As shown in FIG. 1, a compiler evaluation apparatus 10 according to the first embodiment includes a first holding unit 11 that holds a source program described in a programming language, and an execution program that is compiled so that the source program can be executed by a processor. A second holding unit 12 that holds the test data, a test data generation unit 15 that generates test data based on at least one of the source program and the execution program, and execution means (target CPU 21) for holding the test data and executing the program Whether or not the third holding unit 13 to be sent out, the interpreter 17 that inputs test data and executes the source program, and the execution result of the execution means (target CPU 21) of the execution program and the execution result of the interpreter 17 match. A determination unit 18 for determining That.
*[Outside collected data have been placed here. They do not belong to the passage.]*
//! Table layout and statement text for stores
//!
//! Every store is one table:
//! `CREATE TABLE IF NOT EXISTS "<name>" ("key" TEXT PRIMARY KEY, "value" TEXT)`
//!
//! Store names are interpolated into SQL, so they are validated here before
//! any statement is built.

use crate::{Error, Result};
use regex::Regex;
use std::sync::OnceLock;

/// Key column name
pub const KEY_COLUMN: &str = "key";

/// Value column name
pub const VALUE_COLUMN: &str = "value";

/// Longest accepted store name, in bytes
pub const MAX_STORE_NAME_LEN: usize = 64;

/// Lists user tables, i.e. every store in the file
pub const LIST_STORES: &str =
    "SELECT name FROM sqlite_master WHERE type = 'table' AND name NOT LIKE 'sqlite\\_%' ESCAPE '\\' ORDER BY name";

static STORE_NAME: OnceLock<Regex> = OnceLock::new();

fn store_name_pattern() -> &'static Regex {
    STORE_NAME.get_or_init(|| {
        Regex::new(r"^[A-Za-z_][A-Za-z0-9_]*$").expect("store name pattern is valid")
    })
}

/// Check that a store name is safe to use as a table identifier
pub fn validate_store_name(name: &str) -> Result<()> {
    if name.len() > MAX_STORE_NAME_LEN {
        return Err(Error::InvalidStoreName(name.to_string()));
    }
    if !store_name_pattern().is_match(name) {
        return Err(Error::InvalidStoreName(name.to_string()));
    }
    // sqlite_* names belong to the engine
    if name.to_ascii_lowercase().starts_with("sqlite_") {
        return Err(Error::InvalidStoreName(name.to_string()));
    }
    Ok(())
}

/// Double-quote an identifier
pub fn quote_ident(ident: &str) -> String {
    format!("\"{}\"", ident.replace('"', "\"\""))
}

/// Pre-rendered SQL for one store's table.
///
/// Built once per store from a validated name; every statement binds keys
/// and values as positional parameters.
#[derive(Debug, Clone)]
pub struct StoreStatements {
    pub create_table: String,
    pub select_one: String,
    pub select_all: String,
    pub upsert: String,
    pub delete_one: String,
    pub delete_all: String,
    pub count: String,
    pub cursor_first: String,
    pub cursor_next: String,
}

impl StoreStatements {
    pub fn new(name: &str) -> Result<Self> {
        validate_store_name(name)?;

        let table = quote_ident(name);
        let key = quote_ident(KEY_COLUMN);
        let value = quote_ident(VALUE_COLUMN);

        Ok(Self {
            create_table: format!(
                "CREATE TABLE IF NOT EXISTS {table} ({key} TEXT PRIMARY KEY, {value} TEXT)"
            ),
            select_one: format!("SELECT {key}, {value} FROM {table} WHERE {key} = ?1"),
            select_all: format!("SELECT {key}, {value} FROM {table}"),
            upsert: format!(
                "INSERT INTO {table} ({key}, {value}) VALUES (?1, ?2) \
                 ON CONFLICT({key}) DO UPDATE SET {value} = excluded.{value}"
            ),
            delete_one: format!("DELETE FROM {table} WHERE {key} = ?1"),
            delete_all: format!("DELETE FROM {table}"),
            count: format!("SELECT COUNT(*) FROM {table}"),
            cursor_first: format!(
                "SELECT rowid, {key}, {value} FROM {table} ORDER BY rowid LIMIT 1"
            ),
            cursor_next: format!(
                "SELECT rowid, {key}, {value} FROM {table} WHERE rowid > ?1 ORDER BY rowid LIMIT 1"
            ),
        })
    }
}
The first holding unit 11 externally inputs and holds a source program described in a programming language.
FIG. 2 shows an example of a function constituting the source program, and FIG. 3 shows an execution program corresponding to the function of the source program shown in FIG.

The source program is created on the assumption that the programmer reads and writes, and is configured by arranging a plurality of functions in units of functions that execute a series of processes.
The function is a combination of program paths defined by if, while, do-while, for, switch, etc., receives an input variable, and delivers an execution result.
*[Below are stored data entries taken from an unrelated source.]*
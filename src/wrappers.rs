// Wrapper Components
// Decorators over the host ports. Currently a tracing wrapper for the
// settings store, so every round trip shows up in the logs with timing.

use anyhow::Result;
use async_trait::async_trait;
use std::sync::atomic::{AtomicU64, Ordering};
use std::sync::Arc;
use std::time::Instant;
use tracing::{debug, warn};

use crate::contracts::KVStore;

/// KVStore wrapper that logs every get/put with elapsed time. There is no
/// caching here; the store contract requires a direct round trip per call.
pub struct TracedKVStore {
    inner: Arc<dyn KVStore>,
    round_trips: AtomicU64,
}

impl TracedKVStore {
    pub fn new(inner: Arc<dyn KVStore>) -> Self {
        Self {
            inner,
            round_trips: AtomicU64::new(0),
        }
    }

    /// Number of store round trips performed through this wrapper.
    pub fn round_trips(&self) -> u64 {
        self.round_trips.load(Ordering::Relaxed)
    }
}

#[async_trait]
impl KVStore for TracedKVStore {
    async fn get(&self, key: &str) -> Result<Option<String>> {
        self.round_trips.fetch_add(1, Ordering::Relaxed);
        let start = Instant::now();
        let result = self.inner.get(key).await;
        match &result {
            Ok(value) => debug!(
                key,
                hit = value.is_some(),
                elapsed_ms = start.elapsed().as_millis() as u64,
                "settings get"
            ),
            Err(e) => warn!(key, error = %e, "settings get failed"),
        }
        result
    }

    async fn put(&self, key: &str, value: &str) -> Result<()> {
        self.round_trips.fetch_add(1, Ordering::Relaxed);
        let start = Instant::now();
        let result = self.inner.put(key, value).await;
        match &result {
            Ok(()) => debug!(
                key,
                bytes = value.len(),
                elapsed_ms = start.elapsed().as_millis() as u64,
                "settings put"
            ),
            Err(e) => warn!(key, error = %e, "settings put failed"),
        }
        result
    }
}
The compiler 14 acquires a source program from the first holding unit 11 and compiles it into an execution program that can be executed by the processor (target CPU 21).
Since the processor cannot directly understand the source program, processing is performed by an execution program represented by binary code as shown in FIG.

The test data generation unit 15 in the first embodiment generates test data (FIG. 5) based on a combination of input variables (int a, int b) extracted in units of functions (FIG. 2) constituting the source program. Is.
Then, the generated test data (FIG. 5) is held in the third holding unit 13.

The algorithm of the test data generation unit 15 in the first embodiment will be described based on the flowchart of FIG. 4 (see FIGS. 1 and 2 as appropriate).
The test data generation unit 15 reads the source program from the first holding unit 11 (S11), and extracts input variables (int a, int b) of the source program (S12).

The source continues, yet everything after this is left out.